:: DATASET ::

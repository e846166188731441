//! LogEntry: one immutable, signed record in an author's feed.
//!
//! Each author's feed is a hash-linked sequence: entry `seq = n` points at
//! entry `n - 1` through `prev`. The global log a reader sees is a merge of
//! many such feeds.

use bytes::Bytes;

use crate::canonical::{canonical_bytes, canonical_header_bytes};
use crate::content::Content;
use crate::crypto::{AuthorId, ContentHash, Keypair, Signature};
use crate::error::CoreError;
use crate::types::EntryKey;

/// The current entry schema version.
pub const ENTRY_VERSION: u8 = 0;

/// Signed metadata of an entry.
#[derive(Debug, Clone, PartialEq, Eq)]
pub struct EntryHeader {
    pub version: u8,
    pub author: AuthorId,
    /// Position in the author's feed (1-indexed).
    pub seq: u64,
    /// Author-claimed Unix milliseconds. Untrusted.
    pub timestamp: i64,
    /// Key of the author's previous entry (None when `seq == 1`).
    pub prev: Option<EntryKey>,
    pub content_hash: ContentHash,
}

/// An immutable entry: header, encoded content, and signature.
///
/// The key is derived from the canonical bytes once, at construction.
#[derive(Debug, Clone, PartialEq, Eq)]
pub struct LogEntry {
    key: EntryKey,
    pub header: EntryHeader,
    pub content: Bytes,
    pub signature: Signature,
}

impl LogEntry {
    /// Assemble an entry from its parts and derive its key.
    pub fn from_parts(header: EntryHeader, content: Bytes, signature: Signature) -> Self {
        let mut entry = Self {
            key: EntryKey([0; 32]),
            header,
            content,
            signature,
        };
        entry.key = EntryKey(*blake3::hash(&canonical_bytes(&entry)).as_bytes());
        entry
    }

    pub fn key(&self) -> EntryKey {
        self.key
    }

    pub fn author(&self) -> &AuthorId {
        &self.header.author
    }

    pub fn seq(&self) -> u64 {
        self.header.seq
    }

    pub fn timestamp(&self) -> i64 {
        self.header.timestamp
    }

    pub fn prev(&self) -> Option<&EntryKey> {
        self.header.prev.as_ref()
    }

    /// Decode the CBOR content payload.
    pub fn decode_content(&self) -> Result<Content, CoreError> {
        Content::from_bytes(&self.content)
    }
}

/// Builder for signed entries.
///
/// Sequencing (`seq`, `prev`) is the feed store's job; the builder only
/// packs and signs what it is given.
pub struct EntryBuilder {
    author: AuthorId,
    seq: u64,
    timestamp: i64,
    prev: Option<EntryKey>,
    content: Bytes,
}

impl EntryBuilder {
    pub fn new(author: AuthorId, seq: u64) -> Self {
        Self {
            author,
            seq,
            timestamp: 0,
            prev: None,
            content: Bytes::new(),
        }
    }

    pub fn timestamp(mut self, ts: i64) -> Self {
        self.timestamp = ts;
        self
    }

    pub fn prev(mut self, prev: EntryKey) -> Self {
        self.prev = Some(prev);
        self
    }

    /// Set raw content bytes.
    pub fn raw_content(mut self, content: impl Into<Bytes>) -> Self {
        self.content = content.into();
        self
    }

    /// Encode and set a typed content payload.
    pub fn content(self, content: &Content) -> Result<Self, CoreError> {
        let bytes = content.to_bytes()?;
        Ok(self.raw_content(bytes))
    }

    pub fn sign(self, keypair: &Keypair) -> LogEntry {
        let header = EntryHeader {
            version: ENTRY_VERSION,
            author: self.author,
            seq: self.seq,
            timestamp: self.timestamp,
            prev: self.prev,
            content_hash: ContentHash::hash(&self.content),
        };

        let mut message = canonical_header_bytes(&header);
        message.extend_from_slice(&self.content);
        let signature = keypair.sign(&message);

        LogEntry::from_parts(header, self.content, signature)
    }
}
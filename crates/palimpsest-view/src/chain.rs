//! Chain resolver: groups Creations and Edits into per-resource chains.
//!
//! Every Edit points at the entry it supersedes. Walking those pointers
//! backward from any link reaches the Creation (the root); walking the
//! inverse edges forward from the root reaches every link. Links that no
//! root reaches are malformed and reported as faults.

use std::collections::{BTreeMap, BTreeSet, VecDeque};

use palimpsest_core::{EntryKey, RootId};

use crate::classify::Envelope;
use crate::error::{ChainFault, FaultKind};

/// One link of a resolved chain.
#[derive(Debug, Clone, Copy, PartialEq, Eq)]
pub struct Link {
    pub key: EntryKey,
    /// Distance from the Creation. The Creation is depth 0.
    pub depth: u64,
    pub timestamp: i64,
    /// No other link supersedes this one.
    pub is_leaf: bool,
}

impl Link {
    /// Ordering used to pick the tip among leaves.
    fn rank(&self) -> (u64, i64, EntryKey) {
        (self.depth, self.timestamp, self.key)
    }
}

/// A resolved chain: a tree of links rooted at one Creation.
///
/// Well-formed histories are linear. Concurrent edits of the same link
/// fork the tree; the tip is then the greatest leaf by
/// `(depth, timestamp, key)`, which does not depend on arrival order.
#[derive(Debug, Clone, PartialEq, Eq)]
pub struct Chain {
    pub root: RootId,
    /// Links ordered by `(depth, timestamp, key)`; the Creation is first.
    pub links: Vec<Link>,
}

impl Chain {
    pub fn leaves(&self) -> impl Iterator<Item = &Link> {
        self.links.iter().filter(|link| link.is_leaf)
    }

    pub fn tip(&self) -> &Link {
        // A chain always has its Creation, and a finite tree has a leaf.
        self.leaves()
            .max_by_key(|link| link.rank())
            .unwrap_or(&self.links[0])
    }

    pub fn contains(&self, key: &EntryKey) -> bool {
        self.links.iter().any(|link| &link.key == key)
    }

    pub fn keys(&self) -> impl Iterator<Item = &EntryKey> {
        self.links.iter().map(|link| &link.key)
    }
}

/// Output of [`ChainResolver::resolve`].
#[derive(Debug, Clone, Default)]
pub struct Resolution {
    /// Chains ordered by root key.
    pub chains: Vec<Chain>,
    pub faults: Vec<ChainFault>,
}

/// Builds chains from the Creations and Edits of one resource type.
pub struct ChainResolver<'a, N: Envelope> {
    nodes: BTreeMap<EntryKey, &'a N>,
}

impl<'a, N: Envelope> Default for ChainResolver<'a, N> {
    fn default() -> Self {
        Self {
            nodes: BTreeMap::new(),
        }
    }
}

impl<'a, N: Envelope> ChainResolver<'a, N> {
    pub fn new() -> Self {
        Self::default()
    }

    /// Add a Creation or Edit. Tombstones are ignored.
    pub fn insert(&mut self, node: &'a N) {
        if node.tombstone_target().is_none() {
            self.nodes.insert(node.key(), node);
        }
    }

    pub fn extend(&mut self, nodes: impl IntoIterator<Item = &'a N>) {
        for node in nodes {
            self.insert(node);
        }
    }

    pub fn len(&self) -> usize {
        self.nodes.len()
    }

    pub fn is_empty(&self) -> bool {
        self.nodes.is_empty()
    }

    /// Walk `supersedes` pointers back from `key` to its Creation.
    pub fn root_of(&self, key: &EntryKey) -> Result<RootId, ChainFault> {
        let mut seen = BTreeSet::new();
        let mut current = *key;

        loop {
            if !seen.insert(current) {
                return Err(ChainFault {
                    key: *key,
                    kind: FaultKind::Cycle,
                });
            }
            let node = self.nodes.get(&current).ok_or(ChainFault {
                key: *key,
                kind: FaultKind::Dangling,
            })?;
            match node.supersedes() {
                Some(parent) => current = *parent,
                None => return Ok(current),
            }
        }
    }

    /// Resolve every chain reachable from a Creation and report the rest.
    pub fn resolve(&self) -> Resolution {
        self.resolve_with(|_, _, _| Ok(()))
    }

    /// Resolve, keeping an Edit only if `admit(root, parent, edit)` accepts
    /// it.
    ///
    /// A rejected Edit is reported with the kind `admit` returned. Links
    /// that build on it are unreachable and reported `Dangling`; the rest
    /// of the chain, and its tip selection, proceed without them.
    pub fn resolve_with<F>(&self, mut admit: F) -> Resolution
    where
        F: FnMut(&N, &N, &N) -> Result<(), FaultKind>,
    {
        let mut superseded_by: BTreeMap<EntryKey, Vec<EntryKey>> = BTreeMap::new();
        for (key, node) in &self.nodes {
            if let Some(parent) = node.supersedes() {
                if self.nodes.contains_key(parent) {
                    superseded_by.entry(*parent).or_default().push(*key);
                }
            }
        }

        let mut reached = BTreeSet::new();
        let mut rejected = BTreeMap::new();
        let mut chains = Vec::new();

        for (root, root_node) in self.nodes.iter().filter(|(_, n)| n.supersedes().is_none()) {
            let mut links = Vec::new();
            let mut queue = VecDeque::from([(*root, 0u64)]);

            while let Some((key, depth)) = queue.pop_front() {
                if !reached.insert(key) {
                    continue;
                }
                let node = self.nodes[&key];
                let children = superseded_by.get(&key).map(Vec::as_slice).unwrap_or(&[]);
                let mut admitted = Vec::with_capacity(children.len());
                for child in children {
                    match admit(*root_node, node, self.nodes[child]) {
                        Ok(()) => admitted.push(*child),
                        Err(kind) => {
                            rejected.insert(*child, kind);
                        }
                    }
                }

                links.push(Link {
                    key,
                    depth,
                    timestamp: node.timestamp(),
                    is_leaf: admitted.is_empty(),
                });
                queue.extend(admitted.into_iter().map(|child| (child, depth + 1)));
            }

            links.sort_by_key(|link| link.rank());
            chains.push(Chain { root: *root, links });
        }

        let mut faults: Vec<ChainFault> = self
            .nodes
            .keys()
            .filter(|key| !reached.contains(*key))
            .map(|key| match rejected.get(key) {
                Some(&kind) => ChainFault { key: *key, kind },
                None => self.root_of(key).err().unwrap_or(ChainFault {
                    key: *key,
                    kind: FaultKind::Dangling,
                }),
            })
            .collect();
        faults.sort();

        Resolution { chains, faults }
    }
}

:::

**TRY IT:**
What is needed is an exact copy of the entries from their first line down to the line with "use crate::content::Content;", that line included, and nothing beyond it.

**RESPONSE AREA:**
repository e846166188731441
//! LogEntry: one immutable, signed record in an author's feed.
//!
//! Each author's feed is a hash-linked sequence: entry `seq = n` points at
//! entry `n - 1` through `prev`. The global log a reader sees is a merge of
//! many such feeds.

use bytes::Bytes;

use crate::canonical::{canonical_bytes, canonical_header_bytes};
use crate::content::Content;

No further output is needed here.